* RECORDS FOR THIS TASK:

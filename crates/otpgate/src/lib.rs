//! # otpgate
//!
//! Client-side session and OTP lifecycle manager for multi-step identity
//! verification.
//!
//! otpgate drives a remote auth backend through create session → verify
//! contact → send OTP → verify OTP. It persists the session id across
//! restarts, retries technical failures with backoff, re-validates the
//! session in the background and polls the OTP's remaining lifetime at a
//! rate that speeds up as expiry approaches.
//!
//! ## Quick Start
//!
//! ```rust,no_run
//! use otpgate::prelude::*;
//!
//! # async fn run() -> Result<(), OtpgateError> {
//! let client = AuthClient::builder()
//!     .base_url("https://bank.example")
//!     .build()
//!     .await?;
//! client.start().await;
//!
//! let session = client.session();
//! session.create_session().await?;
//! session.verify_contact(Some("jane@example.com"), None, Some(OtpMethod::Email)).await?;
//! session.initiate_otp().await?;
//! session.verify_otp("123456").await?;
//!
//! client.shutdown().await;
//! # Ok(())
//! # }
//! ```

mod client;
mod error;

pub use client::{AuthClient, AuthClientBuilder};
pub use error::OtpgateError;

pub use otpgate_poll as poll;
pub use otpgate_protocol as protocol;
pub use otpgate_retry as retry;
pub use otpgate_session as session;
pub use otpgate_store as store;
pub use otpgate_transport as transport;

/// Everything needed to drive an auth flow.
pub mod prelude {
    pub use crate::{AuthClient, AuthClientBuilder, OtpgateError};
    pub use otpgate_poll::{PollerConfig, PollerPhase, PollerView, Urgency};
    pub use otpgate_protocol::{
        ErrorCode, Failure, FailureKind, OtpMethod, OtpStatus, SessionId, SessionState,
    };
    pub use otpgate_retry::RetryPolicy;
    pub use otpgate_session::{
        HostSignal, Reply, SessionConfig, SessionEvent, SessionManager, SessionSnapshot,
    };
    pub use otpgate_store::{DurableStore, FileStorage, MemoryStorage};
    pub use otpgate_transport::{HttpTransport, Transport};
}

* YOUR GOAL: Output the full listing. Match it exactly.

* WRITTEN ANSWER:
filename crates/otpgate/src/lib.rs
//! # otpgate
//!
//! Client-side session and OTP lifecycle manager for multi-step identity
//! verification.
//!
//! otpgate drives a remote auth backend through create session → verify
//! contact → send OTP → verify OTP. It persists the session id across
//! restarts, retries technical failures with backoff, re-validates the
//! session in the background and polls the OTP's remaining lifetime at a
//! rate that speeds up as expiry approaches.
//!
//! ## Quick Start
//!
//! ```rust,no_run
//! use otpgate::prelude::*;
//!
//! # async fn run() -> Result<(), OtpgateError> {
//! let client = AuthClient::builder()
//!     .base_url("https://bank.example")
//!     .build()
//!     .await?;
//! client.start().await;
//!
//! let session = client.session();
//! session.create_session().await?;
//! session.verify_contact(Some("jane@example.com"), None, Some(OtpMethod::Email)).await?;
//! session.initiate_otp().await?;
//! session.verify_otp("123456").await?;
//!
//! client.shutdown().await;
//! # Ok(())
//! # }
//! ```

mod client;
mod error;

pub use client::{AuthClient, AuthClientBuilder};
pub use error::OtpgateError;

pub use otpgate_poll as poll;
pub use otpgate_protocol as protocol;
pub use otpgate_retry as retry;
pub use otpgate_session as session;
pub use otpgate_store as store;
pub use otpgate_transport as transport;

/// Everything needed to drive an auth flow.
pub mod prelude {
    pub use crate::{AuthClient, AuthClientBuilder, OtpgateError};
    pub use otpgate_poll::{PollerConfig, PollerPhase, PollerView, Urgency};
    pub use otpgate_protocol::{
        ErrorCode, Failure, FailureKind, OtpMethod, OtpStatus, SessionId, SessionState,
    };
    pub use otpgate_retry::RetryPolicy;
    pub use otpgate_session::{
        HostSignal, Reply, SessionConfig, SessionEvent, SessionManager, SessionSnapshot,
    };
    pub use otpgate_store::{DurableStore, FileStorage, MemoryStorage};
    pub use otpgate_transport::{HttpTransport, Transport};
}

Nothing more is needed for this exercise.